Ask yourself that question in a very thoughtful way. What about the leaders you vote for? Which are they? Quite notably and deliberately, the priorities and values of Ebenezer Scrooge, our crusty miser, at the beginning of each tale mirror the views of many right-wing Conservatives:

  • Money and business are the highest priorities, and holiday cheer is manufactured for profit. As long as the economy is strong, then all is right in the world.
  • Charities do not deserve donations, for the poor should better themselves and stop mooching off of successful businessmen, such as Scrooge.
  • There is always someone with hands held out wanting a free lunch, and Scrooge isn’t buying.
  • Love and care are distractions from the bottom line. Think of Scrooge’s Belle as our planet and its wildlife, trees, oceans, and rolling hills. Just like Belle, the planet is just done with us, because we prioritize profit and treat her like crap.
  • Ebenezer’s protege, Bob Cratchit, doesn’t deserve more coal or pay because he does not have a desirable skill set to have an inherently higher value in the workforce.
  • Tiny Tim’s health care is hardly Scrooge’s problem, and the idea of others contributing toward the little lad’s well-being is  another way for the poor to mooch off of greater society.

It takes a hardened heart who sees dollar signs in the face of suffering.

Or the “After-Scrooge”?

After the three ghosts scare the bejeezus out of Ebenezer, he starts to adopt a new outlook on priorities and helping others. The Cratchit family gets a big Christmas goose, though they have done nothing in particular to deserve one (and for all Scrooge knows, they might end up selling some of the leftovers for god knows what). The charity fellows get a sizable donation, and Tiny Tim is promised top-notch healthcare that his family can afford. Ma Cratchit might even go get some birth control pills. 

Truly though, Scrooge’s transformation seems to appeal universally to people around the world. I know of none of my Conservative pals who watch the Dickensian tale and cry out that Scrooge lost his way by the end.

Yet, when the tinsel is packed away and the leftovers are all gone, they go back to their lives and their social media posts and their political stances like they wish they could elect “Before-Scrooge” to lead them. Nothing is free; you have to work hard and earn it. If you had value, you’d be winning. Tax breaks. Banks will save us. If it’s worthy, capitalism will fix it. The party of misers. The party of Jacob Marley.
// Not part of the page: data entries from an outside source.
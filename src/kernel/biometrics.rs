use std::collections::HashSet;
use serde::{Deserialize, Serialize};

use super::record::{BiometricSample, EmotionalState, EventId, StreamId};
use super::time::Timestamp;
use crate::config::BiometricConfig;

const HEART_RATE_WEIGHT: f32 = 0.5;
const GSR_WEIGHT: f32 = 0.3;
const ENERGY_WEIGHT: f32 = 0.2;

/// Read-only view of an event's rolling biometric aggregates.
#[derive(Debug, Clone, PartialEq, Serialize, Deserialize)]
pub struct BiometricSnapshot {
    pub event: EventId,
    pub mean_heart_rate: Option<f32>,
    pub heart_rate_variance: f32,
    /// Crowd intensity proxy in [0, 1].
    pub intensity: f32,
    pub samples: u64,
    pub contributors: usize,
    pub last_sample_at: Option<Timestamp>,
    pub last_emotion: Option<EmotionalState>,
}

#[derive(Debug, Clone, Copy, PartialEq, Eq)]
pub enum Freshness {
    Fresh { age_ms: u64 },
    /// `age_ms` is None when nothing has ever arrived.
    Stale { age_ms: Option<u64> },
}

impl BiometricSnapshot {
    pub fn empty(event: EventId) -> Self {
        Self {
            event,
            mean_heart_rate: None,
            heart_rate_variance: 0.0,
            intensity: 0.0,
            samples: 0,
            contributors: 0,
            last_sample_at: None,
            last_emotion: None,
        }
    }

    /// Fails closed: no sample at all, or the newest one older than
    /// `freshness_ms` relative to `now`, is stale.
    pub fn freshness(&self, now: Timestamp, freshness_ms: u64) -> Freshness {
        match self.last_sample_at {
            None => Freshness::Stale { age_ms: None },
            Some(last) => {
                let age_ms = now.since(last);
                if age_ms > freshness_ms {
                    Freshness::Stale { age_ms: Some(age_ms) }
                } else {
                    Freshness::Fresh { age_ms }
                }
            }
        }
    }
}

/// Exponentially weighted heart-rate mean/variance and intensity for one event.
#[derive(Debug)]
pub struct BiometricAggregator {
    config: BiometricConfig,
    snapshot: BiometricSnapshot,
    streams: HashSet<StreamId>,
}

impl BiometricAggregator {
    pub fn new(event: EventId, config: BiometricConfig) -> Self {
        Self {
            config,
            snapshot: BiometricSnapshot::empty(event),
            streams: HashSet::new(),
        }
    }

    pub fn update(&mut self, sample: &BiometricSample) -> &BiometricSnapshot {
        let alpha = self.config.alpha.clamp(0.0, 1.0);
        let computed = self.sample_intensity(sample);
        let snap = &mut self.snapshot;

        // 1. Heart rate (West's incremental EWMA variance)
        if let Some(hr) = sample.heart_rate {
            match snap.mean_heart_rate {
                None => {
                    snap.mean_heart_rate = Some(hr);
                    snap.heart_rate_variance = 0.0;
                }
                Some(mean) => {
                    let diff = hr - mean;
                    let incr = alpha * diff;
                    snap.mean_heart_rate = Some(mean + incr);
                    snap.heart_rate_variance = (1.0 - alpha) * (snap.heart_rate_variance + diff * incr);
                }
            }
        }

        // 2. Intensity
        if let Some(sample_intensity) = computed {
            if snap.samples == 0 {
                snap.intensity = sample_intensity;
            } else {
                snap.intensity += alpha * (sample_intensity - snap.intensity);
            }
        }

        // 3. Bookkeeping
        snap.samples += 1;
        snap.last_sample_at = Some(match snap.last_sample_at {
            Some(prev) if prev > sample.at => prev,
            _ => sample.at,
        });
        if let Some(emotion) = sample.emotion() {
            snap.last_emotion = Some(emotion);
        }
        self.streams.insert(sample.stream.clone());
        snap.contributors = self.streams.len();

        &self.snapshot
    }

    pub fn snapshot(&self) -> &BiometricSnapshot {
        &self.snapshot
    }

    /// Weighted mean of whichever normalized components the sample carries.
    fn sample_intensity(&self, sample: &BiometricSample) -> Option<f32> {
        let mut weighted = 0.0;
        let mut weights = 0.0;

        if let Some(hr) = sample.heart_rate {
            let span = (self.config.peak_heart_rate - self.config.resting_heart_rate).max(1.0);
            let v = ((hr - self.config.resting_heart_rate) / span).clamp(0.0, 1.0);
            weighted += HEART_RATE_WEIGHT * v;
            weights += HEART_RATE_WEIGHT;
        }
        if let Some(gsr) = sample.gsr {
            let v = (gsr / self.config.gsr_ceiling.max(f32::EPSILON)).clamp(0.0, 1.0);
            weighted += GSR_WEIGHT * v;
            weights += GSR_WEIGHT;
        }
        if let Some(energy) = sample.energy_level {
            weighted += ENERGY_WEIGHT * energy.clamp(0.0, 1.0);
            weights += ENERGY_WEIGHT;
        }

        if weights > 0.0 {
            Some(weighted / weights)
        } else {
            None
        }
    }
}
We can’t hope for three ghosts to visit each Conservative household and reveal glimpses of our racial and misogynistic past, people starving and going without healthcare in the present, and a burning planet in the future. So our only hope is that the little child in our hearts who loves Christmas and always quietly cheered, “God bless us, everyone” will keep the spirit alive all year long. We can all be the “After-Scrooge” if we keep the Christmas flame burning.

Merry Christmas to all.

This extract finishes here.